Gualdino da Silva Lopes faleceu em 15 de Maio de 1975, solteiro, aos 86 anos de idade. O semanário “Maria da Fonte” de 24 de mesmo mês e ano, escreveu: “Foi um homem honesto e trabalhador e teve certo destaque no nosso meio, mas depois a sua vida complicou-se e passou a viver humildemente”[4]. Morreu quase na miséria, depois de ter sido um homem rico. Apesar de tudo o que foi, apesar de ter tido o seu nome ligado às grandes causas da Póvoa de Lanhoso e do bem que fez a tantas pessoas e instituições, a sua memória caiu no esquecimento. Merecia que quem dele se aproveitou o relembrasse. E merecia que a Póvoa de Lanhoso desse o seu nome a uma das suas ruas. Era uma forma de os mais novos o recordarem e de, como escreveu A. Sousa e Silva, recordarmos todos a sua máxima: Mais vale um bom nome, que muita riqueza. A riqueza, perdeu-a. Mas garantiu o bom nome.

José Abílio Coelho


[1] Arquivo do Governo Civil de Braga, cx. 14, 5.1.1.1, correspondência recebida (1ª repartição), 1935-1936, s/paginação.
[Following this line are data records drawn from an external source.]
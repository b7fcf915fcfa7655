use axum::Json;
use axum::extract::{Extension, Path, Query, State};
use jiff::Timestamp;
use jiff::civil::Date;
use serde::Deserialize;
use uuid::Uuid;

use odonto_core::installments::PaymentMethod;
use odonto_core::models::installment::{Installment, InstallmentEdit, InstallmentStatus};
use odonto_core::models::payment_plan::{PaymentPlan, PlanStatus};
use odonto_core::models::{Document, Record};
use odonto_storage::records;

use crate::error::ApiError;
use crate::middleware::auth::AuthUser;
use crate::state::AppState;

/// Report overdue for unpaid installments past due. Stored status is not
/// touched; the derivation depends on the day the request is made.
pub fn with_effective_status(rows: Vec<Record<Installment>>, today: Date) -> Vec<Record<Installment>> {
    rows.into_iter()
        .map(|mut r| {
            r.data.status = r.data.effective_status(today);
            r
        })
        .collect()
}

#[derive(Debug, Default, Deserialize)]
pub struct InstallmentQuery {
    pub plan_id: Option<Uuid>,
    pub patient_id: Option<Uuid>,
    pub status: Option<InstallmentStatus>,
    /// Inclusive due-date bounds.
    pub from: Option<Date>,
    pub to: Option<Date>,
}

impl InstallmentQuery {
    fn matches(&self, installment: &Installment) -> bool {
        self.plan_id.is_none_or(|p| installment.plan_id == p)
            && self.patient_id.is_none_or(|p| installment.patient_id == p)
            && self.status.is_none_or(|s| installment.status == s)
            && self.from.is_none_or(|d| installment.due_date >= d)
            && self.to.is_none_or(|d| installment.due_date <= d)
    }
}

/// Installments by due date. `status` filters on the derived status, so
/// `?status=overdue` finds late payments.
pub async fn list_installments(
    State(state): State<AppState>,
    Extension(user): Extension<AuthUser>,
    Query(query): Query<InstallmentQuery>,
) -> Result<Json<Vec<Record<Installment>>>, ApiError> {
    let today = state.today(user.clinic_id).await?;
    let all = records::list::<Installment>(&state.s3, state.bucket(), user.clinic_id).await?;
    let mut rows: Vec<_> = with_effective_status(all, today)
        .into_iter()
        .filter(|r| query.matches(&r.data))
        .collect();
    rows.sort_by_key(|r| (r.data.due_date, r.data.number));
    Ok(Json(rows))
}

pub async fn get_installment(
    State(state): State<AppState>,
    Extension(user): Extension<AuthUser>,
    Path(id): Path<Uuid>,
) -> Result<Json<Record<Installment>>, ApiError> {
    let today = state.today(user.clinic_id).await?;
    let mut record = records::get::<Installment>(&state.s3, state.bucket(), user.clinic_id, id).await?;
    record.data.status = record.data.effective_status(today);
    Ok(Json(record))
}

/// Change the due date, method or notes. Amount and status are not editable
/// here, so the plan's status is unaffected.
pub async fn update_installment(
    State(state): State<AppState>,
    Extension(user): Extension<AuthUser>,
    Path(id): Path<Uuid>,
    Json(edit): Json<InstallmentEdit>,
) -> Result<Json<Record<Installment>>, ApiError> {
    let today = state.today(user.clinic_id).await?;
    let mut record = records::get::<Installment>(&state.s3, state.bucket(), user.clinic_id, id).await?;

    edit.apply(&mut record.data);
    record.data.prepare(today)?;
    record.updated_at = Timestamp::now();
    records::put(&state.s3, state.bucket(), &record).await?;
    tracing::info!(clinic_id = %user.clinic_id, installment_id = %id, "installment updated");

    record.data.status = record.data.effective_status(today);
    Ok(Json(record))
}

#[derive(Debug, Default, Deserialize)]
pub struct PayRequest {
    /// Defaults to the clinic's today.
    pub paid_date: Option<Date>,
    pub method: Option<PaymentMethod>,
}

pub async fn pay_installment(
    State(state): State<AppState>,
    Extension(user): Extension<AuthUser>,
    Path(id): Path<Uuid>,
    Json(request): Json<PayRequest>,
) -> Result<Json<Record<Installment>>, ApiError> {
    let today = state.today(user.clinic_id).await?;
    let mut record = records::get::<Installment>(&state.s3, state.bucket(), user.clinic_id, id).await?;
    if !record.data.is_open() {
        return Err(ApiError::invalid("status", "Parcela já quitada ou cancelada."));
    }
    let paid_date = request.paid_date.unwrap_or(today);
    if paid_date > today {
        return Err(ApiError::invalid("paid_date", "Data de pagamento no futuro."));
    }

    record.data.mark_paid(paid_date, request.method);
    record.updated_at = Timestamp::now();
    records::put(&state.s3, state.bucket(), &record).await?;
    tracing::info!(
        clinic_id = %user.clinic_id,
        installment_id = %id,
        plan_id = %record.data.plan_id,
        amount = record.data.amount,
        "installment paid"
    );

    sync_plan_status(&state, user.clinic_id, record.data.plan_id).await?;
    Ok(Json(record))
}

pub async fn reopen_installment(
    State(state): State<AppState>,
    Extension(user): Extension<AuthUser>,
    Path(id): Path<Uuid>,
) -> Result<Json<Record<Installment>>, ApiError> {
    let today = state.today(user.clinic_id).await?;
    let mut record = records::get::<Installment>(&state.s3, state.bucket(), user.clinic_id, id).await?;
    if record.data.is_open() {
        return Err(ApiError::invalid("status", "Parcela já está em aberto."));
    }

    record.data.reopen(today);
    record.updated_at = Timestamp::now();
    records::put(&state.s3, state.bucket(), &record).await?;
    tracing::info!(clinic_id = %user.clinic_id, installment_id = %id, "installment reopened");

    sync_plan_status(&state, user.clinic_id, record.data.plan_id).await?;
    Ok(Json(record))
}

pub async fn cancel_installment(
    State(state): State<AppState>,
    Extension(user): Extension<AuthUser>,
    Path(id): Path<Uuid>,
) -> Result<Json<Record<Installment>>, ApiError> {
    let mut record = records::get::<Installment>(&state.s3, state.bucket(), user.clinic_id, id).await?;
    if record.data.status == InstallmentStatus::Paid {
        return Err(ApiError::invalid("status", "Reabra a parcela antes de cancelar."));
    }

    record.data.cancel();
    record.updated_at = Timestamp::now();
    records::put(&state.s3, state.bucket(), &record).await?;
    tracing::info!(clinic_id = %user.clinic_id, installment_id = %id, "installment cancelled");

    sync_plan_status(&state, user.clinic_id, record.data.plan_id).await?;
    Ok(Json(record))
}

/// What a plan's status should be given its installments. Cancelled plans
/// stay cancelled.
pub fn derived_plan_status(current: PlanStatus, installments: &[Record<Installment>]) -> PlanStatus {
    if current == PlanStatus::Cancelled {
        return current;
    }
    let any_paid = installments
        .iter()
        .any(|i| i.data.status == InstallmentStatus::Paid);
    let any_open = installments.iter().any(|i| i.data.is_open());
    if any_paid && !any_open {
        PlanStatus::Completed
    } else {
        PlanStatus::Active
    }
}

/// Mark the plan completed once nothing is left to pay, or active again
/// after a reopen.
async fn sync_plan_status(state: &AppState, clinic_id: Uuid, plan_id: Uuid) -> Result<(), ApiError> {
    let mut plan = match records::get::<PaymentPlan>(&state.s3, state.bucket(), clinic_id, plan_id).await {
        Ok(plan) => plan,
        Err(odonto_storage::error::StorageError::NotFound { .. }) => {
            tracing::warn!(clinic_id = %clinic_id, plan_id = %plan_id, "installment references a missing plan");
            return Ok(());
        }
        Err(e) => return Err(e.into()),
    };

    let mut installments = records::list::<Installment>(&state.s3, state.bucket(), clinic_id).await?;
    installments.retain(|i| i.data.plan_id == plan_id);

    let status = derived_plan_status(plan.data.status, &installments);
    if status != plan.data.status {
        plan.data.status = status;
        plan.updated_at = Timestamp::now();
        records::put(&state.s3, state.bucket(), &plan).await?;
        tracing::info!(clinic_id = %clinic_id, plan_id = %plan_id, status = ?status, "plan status changed");
    }
    Ok(())
}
[2] A doação através de escritura notarial só foi feita na década de 1980, quando os Bombeiros quiseram vender o edifício à câmara, utilizando o dinheiro da venda como parte do investimento para a construção do novo quartel, sido na avenida da República.
[3] “Jornal da Póvoa”, nº 104 (2ª série), de 7 de Março de 1985.
[4] Cf. semanário “Maria da Fonte”, nº 2444 de 24 de Maio de 1975.